In 1987 one of the closest supernova events ever to occur near Earth happened in the outskirts of the Tarantula Nebula. The light from the supernova reached Earth on February 23, 1987 and not.since 1604 had humankind been witness to such an event. Even though we were witnessing something that occurred 168,000 years in the past, those X-ray and radio emission were still just as bright as the day the highly energetic electrons and particles spewed into the interstellar medium upon the explosive death of the progenitor star. Oh, there is skeletons in the web, too. Older and weaker supernovae remnants are scattered about, their signatures as faint as the imprint of a fallen leaf that has long blown away. This "Cosmic Web" is home to many supergiant stars. At any moment, a snapshot of any dense region of supergiant stars will show a mixture of newborn stars and supernovae, the signature of stars who those that have lived fast and died young.


 
Cool, Meat. Thanks. I love this kind of stuff. I may not understand a lot of it, but looking at things out in the universe id so interesting. The universe can be such a scary place, but it can also be a beautiful place as well.
 
The universe a violent place that is constantly trying to kill us. Coronal Mass Ejections, gamma ray bursts...the energy is so great its hard to imagine.

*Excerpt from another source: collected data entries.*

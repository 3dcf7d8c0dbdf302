use core::fmt;

/// Coarse decoding state, as reported by the SPDY-style framer interface.
///
/// Only a subset is ever entered by [`DecoderAdapter`](super::DecoderAdapter);
/// the rest exist so callers matching on the full set keep compiling.
#[derive(Debug, Clone, Copy, PartialEq, Eq, Default)]
pub enum SpdyState {
    Error,
    #[default]
    ReadyForFrame,
    FrameComplete,
    ReadingCommonHeader,
    ControlFramePayload,
    ReadDataFramePaddingLength,
    ConsumePadding,
    IgnoreRemainingPayload,
    ForwardStreamFrame,
    ControlFrameBeforeHeaderBlock,
    ControlFrameHeaderBlock,
    GoAwayFramePayload,
    SettingsFrameHeader,
    SettingsFramePayload,
    AltSvcFramePayload,
    ExtensionFramePayload,
}

impl SpdyState {
    pub const fn as_str(self) -> &'static str {
        match self {
            Self::Error => "ERROR",
            Self::FrameComplete => "FRAME_COMPLETE",
            Self::ReadyForFrame => "READY_FOR_FRAME",
            Self::ReadingCommonHeader => "READING_COMMON_HEADER",
            Self::ControlFramePayload => "CONTROL_FRAME_PAYLOAD",
            Self::IgnoreRemainingPayload => "IGNORE_REMAINING_PAYLOAD",
            Self::ForwardStreamFrame => "FORWARD_STREAM_FRAME",
            Self::ControlFrameBeforeHeaderBlock => "SPDY_CONTROL_FRAME_BEFORE_HEADER_BLOCK",
            Self::ControlFrameHeaderBlock => "SPDY_CONTROL_FRAME_HEADER_BLOCK",
            Self::GoAwayFramePayload => "SPDY_GOAWAY_FRAME_PAYLOAD",
            Self::SettingsFrameHeader => "SPDY_SETTINGS_FRAME_HEADER",
            Self::SettingsFramePayload => "SPDY_SETTINGS_FRAME_PAYLOAD",
            Self::AltSvcFramePayload => "SPDY_ALTSVC_FRAME_PAYLOAD",
            Self::ReadDataFramePaddingLength => "SPDY_READ_DATA_FRAME_PADDING_LENGTH",
            Self::ConsumePadding => "SPDY_CONSUME_PADDING",
            Self::ExtensionFramePayload => "SPDY_EXTENSION_FRAME_PAYLOAD",
        }
    }
}

impl fmt::Display for SpdyState {
    fn fmt(&self, f: &mut fmt::Formatter<'_>) -> fmt::Result {
        f.write_str(self.as_str())
    }
}

/// Reason the adapter stopped decoding. Reported once through
/// [`FramerVisitor::on_error`](super::FramerVisitor::on_error).
#[derive(Debug, Clone, Copy, PartialEq, Eq, Default)]
pub enum FramerError {
    #[default]
    NoError,
    InvalidStreamId,
    InvalidControlFrame,
    ControlPayloadTooLarge,
    DecompressFailure,
    GoAwayFrameCorrupt,
    RstStreamFrameCorrupt,
    InvalidPadding,
    InvalidDataFrameFlags,
    InvalidControlFrameFlags,
    UnexpectedFrame,
    InternalFramerError,
    InvalidControlFrameSize,
    OversizedPayload,
}

impl FramerError {
    pub const fn as_str(self) -> &'static str {
        match self {
            Self::NoError => "NO_ERROR",
            Self::InvalidStreamId => "INVALID_STREAM_ID",
            Self::InvalidControlFrame => "INVALID_CONTROL_FRAME",
            Self::ControlPayloadTooLarge => "CONTROL_PAYLOAD_TOO_LARGE",
            Self::DecompressFailure => "DECOMPRESS_FAILURE",
            Self::GoAwayFrameCorrupt => "GOAWAY_FRAME_CORRUPT",
            Self::RstStreamFrameCorrupt => "RST_STREAM_FRAME_CORRUPT",
            Self::InvalidPadding => "INVALID_PADDING",
            Self::InvalidDataFrameFlags => "INVALID_DATA_FRAME_FLAGS",
            Self::InvalidControlFrameFlags => "INVALID_CONTROL_FRAME_FLAGS",
            Self::UnexpectedFrame => "UNEXPECTED_FRAME",
            Self::InternalFramerError => "INTERNAL_FRAMER_ERROR",
            Self::InvalidControlFrameSize => "INVALID_CONTROL_FRAME_SIZE",
            Self::OversizedPayload => "OVERSIZED_PAYLOAD",
        }
    }
}

impl fmt::Display for FramerError {
    fn fmt(&self, f: &mut fmt::Formatter<'_>) -> fmt::Result {
        f.write_str(self.as_str())
    }
}

#[cfg(test)]
mod tests {
    use super::*;
    use alloc::string::ToString;

    #[test]
    fn names() {
        assert_eq!(SpdyState::default().as_str(), "READY_FOR_FRAME");
        assert_eq!(SpdyState::ConsumePadding.to_string(), "SPDY_CONSUME_PADDING");
        assert_eq!(FramerError::default(), FramerError::NoError);
        assert_eq!(FramerError::UnexpectedFrame.to_string(), "UNEXPECTED_FRAME");
    }
}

In a gamma ray burst a dying star can eject energy equivelnt to what our sun gives off in its entire lifetime but 10 times larger.

Now compress that in 2 minutes.

Its so bright, its so powerful, for a brief moment it outshine the light produced by the entire galaxy.

This can destroy object millions of light years away.

Because I live in a metroplois I cannot see any stars or the milky way at night.

But in the summer I visited relatives in the countryside and one night I went on the front porch and started at the sky.

It hard to imagine that those small beautiful bright dots - little stars are actually huge suns like ours and bigger that can explode and wreak havoc on their surrondings.

Just like on earth the universe is dynamic, they sky is constantly chaning all the time although we cannot notice it.

Bad things happen and eventually all will fucking die. Even your beautiful tarantula.

But this doesn't make me sad.

What really makes me sad is how "modern" humans have complete disregard for our planet. Its the only place we can live comfortably in the known universe and we are are destroying it.

A recent study by WWF says that if we continue like this, humanity will need another planet in 2030.